Por Santiago González Casares @Filosofopueblo
A mi madre
A fortiori
Debo decir que esta columna me va a costar más de lo habitual, es decir, que de alguna manera toda columna, esto de compartir el alma de uno con Uds., me cuesta, me duele, me cansa; pero esta en particular, lo hace sobremanera. Es que vamos a hablar aquí del trabajo, y eso es algo que a través del tiempo he sabido burlar, o quizás, disfrazar. Siempre me pareció risueña esa idea justicialista de que hay un solo tipo de hombre, el que trabaja. Pensaba yo ¿y el que juega? ¿El que ríe? ¿El que vuela? ¿Esos no son hombres, no son mujeres? Con el tiempo, sin embargo, he ido aprendiendo, que Perón le está hablando al perezoso que hay en nosotros, al que juega, al que ríe, nos recuerda que debemos trabajar; que, para volar, hay que trabajar. En el fondo, volar o no, no depende de nosotros, pero trabajar para quizás llegar a hacerlo, eso sí, eso depende de nosotros. Entonces, mientras veo a una larva que hace minutos no estaba allí crecer de tamaño mientras se traga los pedazos de la comida de mi perro Diego, me dirijo a escribir, a escribirles, a trabajar. Y en esta ocasión, me toca hablar de aquello que me encuentro haciendo en este momento, compartir, labrar, arriesgar algo.
Marx distinguía entre dos tipos de trabajo, uno alienante, y el otro liberador. Lamentablemente, en tiempos de nihilismo como los que estamos viviendo, el trabajo alienante es el común denominador de la mayoría de las actividades que realizamos a diario. Esto se ha radicalizado en tiempos de Covid, el otro desaparece en el fondo de una pantalla y me encuentro nuevamente solo conmigo mismo. Sin el cuerpo, el otro desaparece, simplemente no está, no existe. Por ende, el trabajo no logra cumplir su mandato social, su función intrínseca. El trabajo liberador es aquel que produce hacia el bien de la comunidad, nos libera de nuestro pesar para transformar la tierra hacia el bien común. La labor viva, aquella que da al colectivo el fruto de su esfuerzo, escapa a la lógica del capital en todas sus formas (capitalismo, financiero, cibernético, algorítmico). Trabajar es hacer para el otro, hacer desde y hacia el nosotros. No hay nosotros en el capital, no hay nosotros en el trabajo alienante.

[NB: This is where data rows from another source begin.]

//! Error types for the protocol stack.

use std::io;

use thiserror::Error;

use super::layer::LayerKind;

/// Errors raised while looking up a local network address.
///
/// These are always recoverable: the network layer falls back to its
/// placeholder address instead of propagating them.
#[derive(Debug, Error)]
pub enum AddressLookupError {
    /// Socket creation, connect, or local address query failed.
    #[error("socket probe failed: {0}")]
    Io(#[from] io::Error),

    /// The OS reported the unspecified address (no route).
    #[error("no route: local endpoint is unspecified")]
    Unspecified,

    /// The provider has no address to give.
    #[error("address unavailable: {0}")]
    Unavailable(String),
}

/// Errors that can occur while moving a payload through the stack.
#[derive(Debug, Error)]
pub enum StackError {
    /// An envelope did not parse as the structure its layer expects.
    #[error("malformed {layer} envelope: {reason}")]
    MalformedEnvelope {
        /// Layer whose envelope was rejected.
        layer: LayerKind,
        /// Parser diagnostic.
        reason: String,
    },

    /// The envelope parsed but its payload could not be reconstructed.
    #[error("{layer} payload could not be reconstructed: {reason}")]
    PayloadDecodeFailure {
        /// Layer whose payload was rejected.
        layer: LayerKind,
        /// Decoder diagnostic.
        reason: String,
    },

    /// The outbound value could not be serialized.
    #[error("{layer} failed to encode payload: {reason}")]
    EncodeFailure {
        /// Layer that failed.
        layer: LayerKind,
        /// Serializer diagnostic.
        reason: String,
    },

    /// Address lookup failed and the caller asked for it directly.
    #[error("address lookup failed: {0}")]
    AddressLookup(#[from] AddressLookupError),
}

impl StackError {
    pub(crate) fn malformed(layer: LayerKind, reason: impl ToString) -> Self {
        Self::MalformedEnvelope {
            layer,
            reason: reason.to_string(),
        }
    }

    pub(crate) fn payload(layer: LayerKind, reason: impl ToString) -> Self {
        Self::PayloadDecodeFailure {
            layer,
            reason: reason.to_string(),
        }
    }

    pub(crate) fn encode(layer: LayerKind, reason: impl ToString) -> Self {
        Self::EncodeFailure {
            layer,
            reason: reason.to_string(),
        }
    }

    /// Layer that raised the error, if any.
    pub fn layer(&self) -> Option<LayerKind> {
        match self {
            StackError::MalformedEnvelope { layer, .. }
            | StackError::PayloadDecodeFailure { layer, .. }
            | StackError::EncodeFailure { layer, .. } => Some(*layer),
            StackError::AddressLookup(_) => Some(LayerKind::Network),
        }
    }

    /// Check if this error means the received bytes were damaged or foreign.
    pub fn is_corruption(&self) -> bool {
        matches!(
            self,
            StackError::MalformedEnvelope { .. } | StackError::PayloadDecodeFailure { .. }
        )
    }
}

/// Result type for stack operations.
pub type StackResult<T> = Result<T, StackError>;
//! Core traits for the protocol stack.
//!
//! [`Layer`] is the capability every byte-level layer shares, and
//! [`AddressProvider`] is the seam between the network layer and the host.

use std::net::IpAddr;
use std::sync::Arc;

use super::error::{AddressLookupError, StackResult};
use super::layer::LayerKind;

/// One stage of the encapsulation pipeline.
///
/// A layer knows how to put its own envelope around a payload
/// ([`encapsulate`](Layer::encapsulate)) and take it off again
/// ([`decapsulate`](Layer::decapsulate)). [`encode`](Layer::encode) and
/// [`decode`](Layer::decode) run the whole pipeline from this layer down.
///
/// # Requirements
///
/// - `decapsulate(encapsulate(x)) == x` for every payload `x`
/// - `decode(encode(x)) == x` for every payload `x`
/// - Both directions are pure: same input, same output
///
/// # Example
///
/// ```ignore
/// struct Echo;
///
/// impl Layer for Echo {
///     const KIND: LayerKind = LayerKind::Physical;
///
///     fn encapsulate(&self, payload: &[u8]) -> StackResult<Vec<u8>> {
///         Ok(payload.to_vec())
///     }
///
///     fn decapsulate(&self, data: &[u8]) -> StackResult<Vec<u8>> {
///         Ok(data.to_vec())
///     }
///
///     fn encode(&self, payload: &[u8]) -> StackResult<Vec<u8>> {
///         self.encapsulate(payload)
///     }
///
///     fn decode(&self, data: &[u8]) -> StackResult<Vec<u8>> {
///         self.decapsulate(data)
///     }
/// }
/// ```
pub trait Layer: Send + Sync {
    /// Which layer this is.
    const KIND: LayerKind;

    /// Wrap `payload` in this layer's envelope only.
    fn encapsulate(&self, payload: &[u8]) -> StackResult<Vec<u8>>;

    /// Remove this layer's envelope only.
    fn decapsulate(&self, data: &[u8]) -> StackResult<Vec<u8>>;

    /// Wrap `payload` and hand it to the layer below.
    fn encode(&self, payload: &[u8]) -> StackResult<Vec<u8>>;

    /// Ask the layer below for its payload, then unwrap it.
    fn decode(&self, data: &[u8]) -> StackResult<Vec<u8>>;
}

/// Source of the local network address stamped by the network layer.
///
/// Implementations may touch the host (see `UdpProbe`) but must not keep
/// any handle open between calls. Failures are never fatal to the stack.
pub trait AddressProvider: Send + Sync {
    /// Look up the local address.
    fn local_address(&self) -> Result<IpAddr, AddressLookupError>;
}

impl<P: AddressProvider + ?Sized> AddressProvider for Box<P> {
    fn local_address(&self) -> Result<IpAddr, AddressLookupError> {
        (**self).local_address()
    }
}

impl<P: AddressProvider + ?Sized> AddressProvider for Arc<P> {
    fn local_address(&self) -> Result<IpAddr, AddressLookupError> {
        (**self).local_address()
    }
}
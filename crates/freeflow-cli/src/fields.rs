// Copyright 2026 Phillip Cloud
// Licensed under the Apache License, Version 2.0

//! `--set key=value` pairs applied onto a form payload.

use anyhow::{Context, Result, anyhow, bail};
use freeflow_app::{
    ArticleFormInput, ArticleStatus, Discount, FormKind, FormPayload, InvoiceFormInput,
    InvoiceStatus, LineItem, SkillFormInput, SkillLevel, StatusKind, parse_tags,
};
use freeflow_db::validation::{
    parse_count, parse_optional_date, parse_percent_basis_points, parse_required_cents,
};

#[derive(Debug, Clone, Copy, PartialEq, Eq)]
struct FormFieldSpec {
    label: &'static str,
    hint: &'static str,
}

fn form_field_specs(kind: FormKind) -> &'static [FormFieldSpec] {
    match kind {
        FormKind::Invoice => &[
            FormFieldSpec {
                label: "number",
                hint: "blank to generate one",
            },
            FormFieldSpec {
                label: "title",
                hint: "text",
            },
            FormFieldSpec {
                label: "client",
                hint: "text",
            },
            FormFieldSpec {
                label: "email",
                hint: "an address with @",
            },
            FormFieldSpec {
                label: "status",
                hint: "draft, sent, viewed, paid, overdue or cancelled",
            },
            FormFieldSpec {
                label: "currency",
                hint: "a 3-letter code",
            },
            FormFieldSpec {
                label: "issue",
                hint: "YYYY-MM-DD or blank",
            },
            FormFieldSpec {
                label: "due",
                hint: "YYYY-MM-DD or blank",
            },
            FormFieldSpec {
                label: "amount",
                hint: "an amount like 1250.00",
            },
            FormFieldSpec {
                label: "tax",
                hint: "a percentage like 8.25",
            },
            FormFieldSpec {
                label: "discount",
                hint: "10% or a fixed amount, none to clear",
            },
            FormFieldSpec {
                label: "notes",
                hint: "text",
            },
        ],
        FormKind::Article => &[
            FormFieldSpec {
                label: "title",
                hint: "text",
            },
            FormFieldSpec {
                label: "excerpt",
                hint: "text",
            },
            FormFieldSpec {
                label: "tags",
                hint: "comma-separated",
            },
            FormFieldSpec {
                label: "category",
                hint: "text",
            },
            FormFieldSpec {
                label: "author",
                hint: "text",
            },
            FormFieldSpec {
                label: "status",
                hint: "draft, review, scheduled, published or archived",
            },
            FormFieldSpec {
                label: "read-time",
                hint: "whole minutes",
            },
        ],
        FormKind::Skill => &[
            FormFieldSpec {
                label: "name",
                hint: "text",
            },
            FormFieldSpec {
                label: "category",
                hint: "text",
            },
            FormFieldSpec {
                label: "level",
                hint: "beginner, intermediate, advanced or expert",
            },
            FormFieldSpec {
                label: "years",
                hint: "whole years",
            },
            FormFieldSpec {
                label: "endorsements",
                hint: "a whole number",
            },
        ],
    }
}

/// One `key=value` pair from the command line.
#[derive(Debug, Clone, PartialEq, Eq)]
pub struct FieldArg {
    pub key: String,
    pub value: String,
}

impl FieldArg {
    pub fn parse(raw: &str) -> Result<Self> {
        let (key, value) = raw
            .split_once('=')
            .ok_or_else(|| anyhow!("--set {raw:?} is missing '=' -- write it as key=value"))?;
        let key = key.trim().to_ascii_lowercase();
        if key.is_empty() {
            bail!("--set {raw:?} has no field name -- write it as key=value");
        }
        Ok(Self {
            key,
            value: value.trim().to_owned(),
        })
    }
}

/// Field names for one form, for help text and error hints.
pub fn field_names(kind: FormKind) -> Vec<&'static str> {
    form_field_specs(kind).iter().map(|spec| spec.label).collect()
}

/// Apply every pair in order. Later pairs win over earlier ones.
pub fn apply_fields(payload: &mut FormPayload, fields: &[FieldArg]) -> Result<()> {
    let kind = payload.kind();
    for field in fields {
        let spec = form_field_specs(kind)
            .iter()
            .find(|spec| spec.label == field.key)
            .ok_or_else(|| {
                anyhow!(
                    "{} forms have no field {:?}; use {}",
                    kind.page().as_str().trim_end_matches('s'),
                    field.key,
                    field_names(kind).join(", ")
                )
            })?;
        let value = field.value.as_str();
        let applied = match payload {
            FormPayload::Invoice(form) => apply_invoice_field(form, spec.label, value),
            FormPayload::Article(form) => apply_article_field(form, spec.label, value),
            FormPayload::Skill(form) => apply_skill_field(form, spec.label, value),
        };
        applied.with_context(|| format!("{}={value:?} -- pass {}", spec.label, spec.hint))?;
    }
    Ok(())
}

fn apply_invoice_field(form: &mut InvoiceFormInput, label: &str, value: &str) -> Result<()> {
    match label {
        "number" => form.invoice_number = value.to_owned(),
        "title" => form.title = value.to_owned(),
        "client" => form.client_name = value.to_owned(),
        "email" => form.client_email = value.to_owned(),
        "status" => form.status = parse_status::<InvoiceStatus>(value)?,
        "currency" => form.currency = value.to_ascii_uppercase(),
        "issue" => form.issue_date = parse_optional_date(value)?,
        "due" => form.due_date = parse_optional_date(value)?,
        "amount" => {
            let tax_basis_points = form
                .line_items
                .first()
                .map_or(0, |item| item.tax_basis_points);
            form.line_items = vec![LineItem {
                description: "Invoice total".to_owned(),
                quantity: 1,
                rate_cents: parse_required_cents(value)?,
                tax_basis_points,
            }];
        }
        "tax" => {
            if form.line_items.is_empty() {
                bail!("the invoice has no amount yet -- set amount before tax");
            }
            let basis_points = parse_percent_basis_points(value)?;
            for item in &mut form.line_items {
                item.tax_basis_points = basis_points;
            }
        }
        "discount" => form.discount = parse_discount(value)?,
        "notes" => form.notes = value.to_owned(),
        _ => bail!("unhandled invoice field {label}"),
    }
    Ok(())
}

fn apply_article_field(form: &mut ArticleFormInput, label: &str, value: &str) -> Result<()> {
    match label {
        "title" => form.title = value.to_owned(),
        "excerpt" => form.excerpt = value.to_owned(),
        "tags" => form.tags = parse_tags(value),
        "category" => form.category = value.to_owned(),
        "author" => form.author = value.to_owned(),
        "status" => form.status = parse_status::<ArticleStatus>(value)?,
        "read-time" => form.read_time_minutes = parse_small_count(value)?,
        _ => bail!("unhandled article field {label}"),
    }
    Ok(())
}

fn apply_skill_field(form: &mut SkillFormInput, label: &str, value: &str) -> Result<()> {
    match label {
        "name" => form.name = value.to_owned(),
        "category" => form.category = value.to_owned(),
        "level" => form.level = parse_status::<SkillLevel>(value)?,
        "years" => form.years_of_experience = parse_small_count(value)?,
        "endorsements" => form.endorsements = parse_count(value)?,
        _ => bail!("unhandled skill field {label}"),
    }
    Ok(())
}

fn parse_status<S: StatusKind>(value: &str) -> Result<S> {
    S::parse(&value.to_ascii_lowercase()).ok_or_else(|| anyhow!("unknown value {value:?}"))
}

fn parse_small_count(value: &str) -> Result<i32> {
    let count = parse_count(value)?;
    i32::try_from(count).map_err(|_| anyhow!("{count} is too large"))
}

fn parse_discount(value: &str) -> Result<Discount> {
    if value.is_empty() || value.eq_ignore_ascii_case("none") {
        return Ok(Discount::None);
    }
    if value.ends_with('%') {
        return Ok(Discount::Percent {
            basis_points: parse_percent_basis_points(value)?,
        });
    }
    Ok(Discount::Fixed {
        cents: parse_required_cents(value)?,
    })
}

Trabajar solo tiene sentido dentro de una comunidad, es esa su función ética, debe forjar las costumbres. Entiendo que por ello se han puesto de moda nociones como tolerancia y empatía, que no son más que tibias definiciones que subestiman la importancia del otro, lo definitivo de su imposición. Es imposible tolerar al otro, lo que nos une es muy anterior. El otro es el abismo, lo que nunca termina de entenderse, de comprenderse. No se saben bien las intenciones del otro, es impredecible, siempre nos puede sorprender. Pretender tolerar al otro sería convertirlo en objeto, calcular su impacto sobre mi entendimiento, explicarlo, someterlo a mi deseo. Pero como decíamos recién, el otro es ingobernable, nunca se sabe con que nos puede venir. No solo que no puedo tolerarlo, porque por definición es intolerable, sino que mucho menos puedo empatizar con él, hete allí un gran problema, una originaria frustración, por mas que intente todo lo que intente, nunca puedo ponerme en el lugar del otro. Cuando se acerca alguien en desgracia y me pide algo para seguir, para salir de su estado actual, si bien puedo darle algo, nunca podría sentir su hambre, no puedo padecer su humillación. Puedo ayudarlo, pero jamás ponerme en su lugar. Ponerme en su lugar, pretender hacerlo, seria subestimar su humanidad, ignorar su infinitud. Si hay algo que puede llamarse Dios, es el otro, nunca se que va a hacer, nunca se que va a pasar. Esto es lo que requiere el verdadero trabajo, acercarme al otro, saltar el abismo que nos separa. La unidad de la comunidad es el resultado del trabajo conjunto desde la hermandad. Forjar lo común es la definición de trabajo. Son traicioneros los profetas del fin del trabajo, porque el fin del trabajo sería el fin de la humanidad.